_Data shown:_
%%
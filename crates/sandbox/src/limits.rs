//! Kernel resource limits applied to every sandboxed child

use e14z_config::SandboxConfig;

/// rlimits installed in the child between `fork` and `exec`
///
/// Each limit is clamped to the current hard limit so an unprivileged
/// process can always apply it.
#[derive(Debug, Clone, Copy, PartialEq, Eq)]
pub struct ResourceLimits {
    pub cpu_seconds: u64,
    /// Address-space limit (`RLIMIT_AS`), Linux only
    pub memory_bytes: u64,
    pub file_size_bytes: u64,
    pub open_files: u64,
}

impl ResourceLimits {
    #[must_use]
    pub fn from_config(config: &SandboxConfig) -> Self {
        Self {
            cpu_seconds: config.cpu_seconds,
            memory_bytes: config.memory_bytes,
            file_size_bytes: config.max_file_size_bytes,
            open_files: config.max_open_files,
        }
    }

    /// Apply the limits to the calling process
    ///
    /// Only performs `getrlimit`/`setrlimit` syscalls and does not
    /// allocate, so it is safe to call from a `pre_exec` hook.
    ///
    /// # Errors
    ///
    /// Returns the OS error of the first limit that could not be set.
    #[cfg(unix)]
    pub fn apply(&self) -> std::io::Result<()> {
        use nix::sys::resource::Resource;

        clamp_and_set(Resource::RLIMIT_CPU, self.cpu_seconds)?;
        #[cfg(target_os = "linux")]
        clamp_and_set(Resource::RLIMIT_AS, self.memory_bytes)?;
        clamp_and_set(Resource::RLIMIT_FSIZE, self.file_size_bytes)?;
        clamp_and_set(Resource::RLIMIT_NOFILE, self.open_files)?;
        Ok(())
    }
}

impl Default for ResourceLimits {
    fn default() -> Self {
        Self::from_config(&SandboxConfig::default())
    }
}

#[cfg(unix)]
fn clamp_and_set(resource: nix::sys::resource::Resource, requested: u64) -> std::io::Result<()> {
    use nix::sys::resource::{getrlimit, setrlimit};

    let (_, hard) = getrlimit(resource).map_err(std::io::Error::from)?;
    let limit = requested.min(hard);
    setrlimit(resource, limit, limit).map_err(std::io::Error::from)
}
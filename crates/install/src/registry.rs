//! The package directory the installer fetches install specs from

use std::collections::HashMap;
use std::path::Path;

use async_trait::async_trait;
use e14z_errors::{Error, RegistryError};
use e14z_types::{InstallSpec, PackageMetadata};
use serde::Deserialize;

/// Source of install specs and registry metadata, keyed by slug
#[async_trait]
pub trait Registry: Send + Sync {
    async fn get_install_spec(&self, slug: &str) -> Result<InstallSpec, Error>;

    /// Published metadata used for script and size checks
    async fn get_metadata(&self, _slug: &str) -> Result<Option<PackageMetadata>, Error> {
        Ok(None)
    }
}

/// In-memory registry, also loadable from a JSON file
///
/// ```json
/// { "packages": { "time": { "name": "...", "installCommand": "...",
///                           "installType": "npm", "metadata": { ... } } } }
/// ```
#[derive(Debug, Clone, Default)]
pub struct StaticRegistry {
    specs: HashMap<String, InstallSpec>,
    metadata: HashMap<String, PackageMetadata>,
}

#[derive(Deserialize)]
struct RegistryFile {
    #[serde(default)]
    packages: HashMap<String, RegistryRecord>,
}

#[derive(Deserialize)]
struct RegistryRecord {
    #[serde(flatten)]
    spec: InstallSpec,
    #[serde(default)]
    metadata: Option<PackageMetadata>,
}

impl StaticRegistry {
    #[must_use]
    pub fn new() -> Self {
        Self::default()
    }

    #[must_use]
    pub fn with_spec(mut self, slug: impl Into<String>, spec: InstallSpec) -> Self {
        self.specs.insert(slug.into(), spec);
        self
    }

    #[must_use]
    pub fn with_metadata(mut self, slug: impl Into<String>, metadata: PackageMetadata) -> Self {
        self.metadata.insert(slug.into(), metadata);
        self
    }

    /// Parse the JSON registry format
    ///
    /// # Errors
    ///
    /// Returns [`RegistryError::InvalidData`] if the document is malformed.
    pub fn from_json(json: &str) -> Result<Self, Error> {
        let file: RegistryFile =
            serde_json::from_str(json).map_err(|e| RegistryError::InvalidData {
                slug: "*".to_string(),
                message: e.to_string(),
            })?;
        let mut registry = Self::new();
        for (slug, record) in file.packages {
            if let Some(metadata) = record.metadata {
                registry.metadata.insert(slug.clone(), metadata);
            }
            registry.specs.insert(slug, record.spec);
        }
        Ok(registry)
    }

    /// Load a JSON registry file
    ///
    /// # Errors
    ///
    /// Returns an error if the file cannot be read or parsed.
    pub async fn load(path: &Path) -> Result<Self, Error> {
        let json = tokio::fs::read_to_string(path)
            .await
            .map_err(|e| Error::io_with_path(&e, path))?;
        Self::from_json(&json)
    }

    #[must_use]
    pub fn slugs(&self) -> Vec<&str> {
        let mut slugs: Vec<&str> = self.specs.keys().map(String::as_str).collect();
        slugs.sort_unstable();
        slugs
    }
}

#[async_trait]
impl Registry for StaticRegistry {
    async fn get_install_spec(&self, slug: &str) -> Result<InstallSpec, Error> {
        self.specs.get(slug).cloned().ok_or_else(|| {
            RegistryError::NotFound {
                slug: slug.to_string(),
            }
            .into()
        })
    }

    async fn get_metadata(&self, slug: &str) -> Result<Option<PackageMetadata>, Error> {
        Ok(self.metadata.get(slug).cloned())
    }
}

#[cfg(test)]
mod tests {
    use super::*;

    #[tokio::test]
    async fn test_from_json() {
        let registry = StaticRegistry::from_json(
            r#"{
                "packages": {
                    "time": {
                        "name": "Time",
                        "installCommand": "npx -y @modelcontextprotocol/server-time",
                        "installType": "npm",
                        "installationMethods": [
                            { "type": "docker", "command": "docker run -i --rm mcp/time", "priority": 2 }
                        ],
                        "metadata": { "registry": "npm", "name": "@modelcontextprotocol/server-time", "size": 1024 }
                    }
                }
            }"#,
        )
        .unwrap();

        let spec = registry.get_install_spec("time").await.unwrap();
        assert_eq!(spec.install_type, "npm");
        assert_eq!(spec.installation_methods.len(), 1);
        assert_eq!(spec.select_command(Some("docker")), Some("docker run -i --rm mcp/time"));
        let meta = registry.get_metadata("time").await.unwrap().unwrap();
        assert_eq!(meta.size(), Some(1024));

        assert!(matches!(
            registry.get_install_spec("nope").await,
            Err(Error::Registry(RegistryError::NotFound { .. }))
        ));
    }

    #[test]
    fn test_invalid_json() {
        assert!(StaticRegistry::from_json("{ not json").is_err());
    }
}
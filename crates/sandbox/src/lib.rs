#![deny(clippy::pedantic, unsafe_code)]
#![allow(clippy::module_name_repetitions)]

//! Sandboxed execution of untrusted package commands
//!
//! Everything that launches a child process goes through here:
//! - [`CommandSanitizer`] allow-lists the program and rejects shell
//!   metacharacters in every argument. No shell is ever involved.
//! - [`SandboxedExecutor`] spawns with a cleared environment, rlimits,
//!   a wall-clock deadline, bounded output capture and SIGTERM/SIGKILL
//!   escalation on timeout or cancellation.
//! - [`McpProbe`] speaks JSON-RPC over a [`ChildSession`] to list the
//!   tools an MCP server exposes.
//!
//! [`ProcessRunner`] is the seam the installer is written against, so it
//! can be exercised without spawning anything.

mod auth;
mod executor;
mod limits;
mod output;
mod probe;
mod request;
mod runner;
mod sanitizer;
mod session;

pub use auth::detect_auth_env_vars;
pub use executor::SandboxedExecutor;
pub use limits::ResourceLimits;
pub use probe::{McpProbe, ProbeReport, PROTOCOL_VERSION};
pub use request::{ExecOutput, ExecRequest, ExitState};
pub use runner::{ChildSession, ProcessRunner};
pub use sanitizer::{sanitize_args, CommandSanitizer};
%%
_Work instruction:_
Return exactly the lines above from the line that has "let file: RegistryFile" through the line that has "let mut registry = Self::new();", inclusive, and nothing else.

_Task output:_
        let file: RegistryFile =
            serde_json::from_str(json).map_err(|e| RegistryError::InvalidData {
                slug: "*".to_string(),
                message: e.to_string(),
            })?;
        let mut registry = Self::new();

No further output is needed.